Pues sí, me he puesto a mí misma un límite de tiempo en el uso de Instagram. Sí, a mi edad, lo he hecho, lo reconozco. No es que esté enganchada, pero hace ya varios meses tomé la determinación de ser consciente del tiempo que me roba.
Sin darte cuenta, entras a ver qué hacen tus amigos, ves un reel de cómo hacerte ondas surferas y, de repente, ha pasado una hora y media y estás mirando a un perrito, creado mediante IA, vistiendo un abrigo de pata de gallo y desfilando por una pasarela en Milán.
¿Pero qué invento del demonio es este? ¿Y cuántas recetas de cocina he guardado que nunca voy a hacer? ¿Por qué? Así estoy yo, y más de la mitad del planeta. Las redes sociales llegaron hace años para quedarse, para conectarnos, cambiar la forma de relacionarnos, encontrar viejos amigos y, hoy en día, para comunicar, para vender, para t-o-d-o.
No me parece mal: el mundo avanza y nosotros con él, pero a mí me ha surgido la necesidad de bajar mi consumo; bueno, a mí y a más gente, por lo que he leído recientemente.
Primero fue el FOMO (del inglés fear of missing out, miedo a perderse algo), y... de los directores de FOMO, llega el JOMO (joy of missing out, la alegría de perderse las cosas). Siglas para todo, otro buen tema a tratar. No estoy dentro del movimiento, para que me entiendan; de momento no soy jomista, pero no me extraña que haya llegado para quedarse.
El uso excesivo de redes puede traer ansiedad, depresión, trastornos de sueño, falta de concentración... Por suerte, en mi caso solo es pérdida de tiempo pura y dura, y mis ojos pidiendo a gritos un buen colirio; no va más allá. Pero ese tiempo que a mí me roba Instagram de forma diabólica se lo quito a mi lectura, a cocinar, a charlar en casa. Meta y los suyos nos tienen bien cogidos: Facebook, Instagram, Threads, WhatsApp y, lo que no es Meta: TikTok, YouTube LinkedIn y X. Un despropósito.
Cuarenta y cinco minutos es el tiempo que tengo marcado, y casi nunca suele saltarme el aviso que indica que he llegado a mi límite, así que voy bastante bien con mi propósito. Pero, por Dios, si hace solo un par de años muchos domingos jugábamos al ajedrez en casa y ahora no sé ni dónde está el tablero.

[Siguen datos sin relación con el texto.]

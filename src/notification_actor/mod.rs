//! # Notification Actor
//!
//! The in-app feed. Entries are kept in insertion order by the actor;
//! [`NotificationClient::feed`](crate::clients::NotificationClient::feed)
//! returns them newest first.

mod actions;
pub mod entity;
pub mod error;

pub use actions::*;
pub use error::*;

use crate::model::Notification;
use actor_framework::{ResourceActor, ResourceClient, SequentialIds};

/// Creates a new Notification actor and its client.
pub fn new(buffer_size: usize) -> (ResourceActor<Notification>, ResourceClient<Notification>) {
    ResourceActor::new(buffer_size, SequentialIds::new())
}
//! # Id Generation
//!
//! A [`ResourceActor`](crate::ResourceActor) asks its [`IdGenerator`] for a
//! fresh id on every `Create`. Keeping generation behind one trait lets a
//! store switch strategies (counter, random token, ...) without touching the
//! entity or any caller.

use rand::rngs::StdRng;
use rand::{Rng, SeedableRng};
use std::marker::PhantomData;
use std::ops::Range;

/// Produces ids for newly created entities.
///
/// The actor owns its generator exclusively, so implementations may keep
/// mutable state without synchronisation.
pub trait IdGenerator<Id>: Send {
    fn next_id(&mut self) -> Id;
}

impl<Id, F> IdGenerator<Id> for F
where
    F: FnMut() -> Id + Send,
{
    fn next_id(&mut self) -> Id {
        self()
    }
}

/// Monotonic counter starting at 1. Never repeats within a process.
pub struct SequentialIds<Id> {
    next: u64,
    _id: PhantomData<fn() -> Id>,
}

impl<Id> SequentialIds<Id> {
    pub fn new() -> Self {
        Self::starting_at(1)
    }

    pub fn starting_at(first: u64) -> Self {
        Self {
            next: first,
            _id: PhantomData,
        }
    }
}

impl<Id> Default for SequentialIds<Id> {
    fn default() -> Self {
        Self::new()
    }
}

impl<Id: From<u64>> IdGenerator<Id> for SequentialIds<Id> {
    fn next_id(&mut self) -> Id {
        let id = self.next;
        self.next += 1;
        Id::from(id)
    }
}

/// Uniformly random numbers drawn from a range.
///
/// Collisions are possible once the range fills up; the actor rejects a
/// colliding id with [`FrameworkError::Conflict`](crate::FrameworkError::Conflict)
/// rather than overwriting.
pub struct RandomIds<Id> {
    rng: StdRng,
    range: Range<u64>,
    _id: PhantomData<fn() -> Id>,
}

impl<Id> RandomIds<Id> {
    pub fn new(range: Range<u64>) -> Self {
        Self {
            rng: StdRng::from_entropy(),
            range,
            _id: PhantomData,
        }
    }

    /// Deterministic sequence, for tests.
    pub fn with_seed(seed: u64, range: Range<u64>) -> Self {
        Self {
            rng: StdRng::seed_from_u64(seed),
            range,
            _id: PhantomData,
        }
    }
}

impl<Id: From<u64>> IdGenerator<Id> for RandomIds<Id> {
    fn next_id(&mut self) -> Id {
        Id::from(self.rng.gen_range(self.range.clone()))
    }
}
//! ActorEntity implementation for [`MenuItem`].
//!
//! Dishes are checked on the way in and on every edit: a name that is blank
//! after trimming, or a zero price, never reaches the menu.

use super::error::MenuError;
use crate::error::ValidationError;
use crate::model::{MenuItem, MenuItemCreate, MenuItemId, MenuItemUpdate};
use actor_framework::ActorEntity;
use async_trait::async_trait;

fn check_name(name: &str) -> Result<String, ValidationError> {
    let name = name.trim();
    if name.is_empty() {
        return Err(ValidationError::MissingDishName);
    }
    Ok(name.to_string())
}

fn check_price(price: u64) -> Result<u64, ValidationError> {
    if price == 0 {
        return Err(ValidationError::InvalidPrice);
    }
    Ok(price)
}

#[async_trait]
impl ActorEntity for MenuItem {
    type Id = MenuItemId;
    type Create = MenuItemCreate;
    type Update = MenuItemUpdate;
    type Action = ();
    type ActionResult = ();
    type Context = ();
    type Error = MenuError;

    fn from_create_params(id: MenuItemId, params: MenuItemCreate) -> Result<Self, Self::Error> {
        Ok(MenuItem {
            id,
            name: check_name(&params.name)?,
            price: check_price(params.price)?,
            category: params.category,
            image_ref: params.image_ref,
        })
    }

    /// Applies every field that is set. Nothing changes if any field is invalid.
    async fn on_update(
        &mut self,
        update: MenuItemUpdate,
        _ctx: &Self::Context,
    ) -> Result<(), Self::Error> {
        let name = update.name.as_deref().map(check_name).transpose()?;
        let price = update.price.map(check_price).transpose()?;

        if let Some(name) = name {
            self.name = name;
        }
        if let Some(price) = price {
            self.price = price;
        }
        if let Some(category) = update.category {
            self.category = category;
        }
        Ok(())
    }

    async fn handle_action(&mut self, _action: (), _ctx: &Self::Context) -> Result<(), Self::Error> {
        Ok(())
    }
}

#[cfg(test)]
mod tests {
    use super::*;
    use crate::model::Category;

    #[test]
    fn blank_names_and_zero_prices_are_rejected() {
        let blank = MenuItemCreate::new("   ", 50, Category::Veg);
        let free = MenuItemCreate::new("Tea", 0, Category::Special);

        assert_eq!(
            MenuItem::from_create_params(MenuItemId(1), blank).unwrap_err(),
            MenuError::Invalid(ValidationError::MissingDishName)
        );
        assert_eq!(
            MenuItem::from_create_params(MenuItemId(2), free).unwrap_err(),
            MenuError::Invalid(ValidationError::InvalidPrice)
        );
    }

    #[tokio::test]
    async fn invalid_update_leaves_the_dish_unchanged() {
        let create = MenuItemCreate::new(" Masala Dosa ", 100, Category::Veg);
        let mut dish = MenuItem::from_create_params(MenuItemId(1), create).unwrap();
        assert_eq!(dish.name, "Masala Dosa");

        let update = MenuItemUpdate {
            name: Some("Ghee Dosa".into()),
            price: Some(0),
            category: None,
        };
        assert!(dish.on_update(update, &()).await.is_err());
        assert_eq!(dish.name, "Masala Dosa");
        assert_eq!(dish.price, 100);
    }
}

No vengo a dar lecciones: me gustan las redes sociales y las voy a seguir usando. Y, por supuesto, pueden seguir viendo coreografías, vídeos de caídas imposibles, perritos monos y recetas de té matcha, pero, amigos, dense cuenta de que la vida pasa ahí fuera: una horita de redes al día y a otra cosa mariposa. De momento, yo voy a empezar un puzzle de mil quinientas piezas que me han regalado.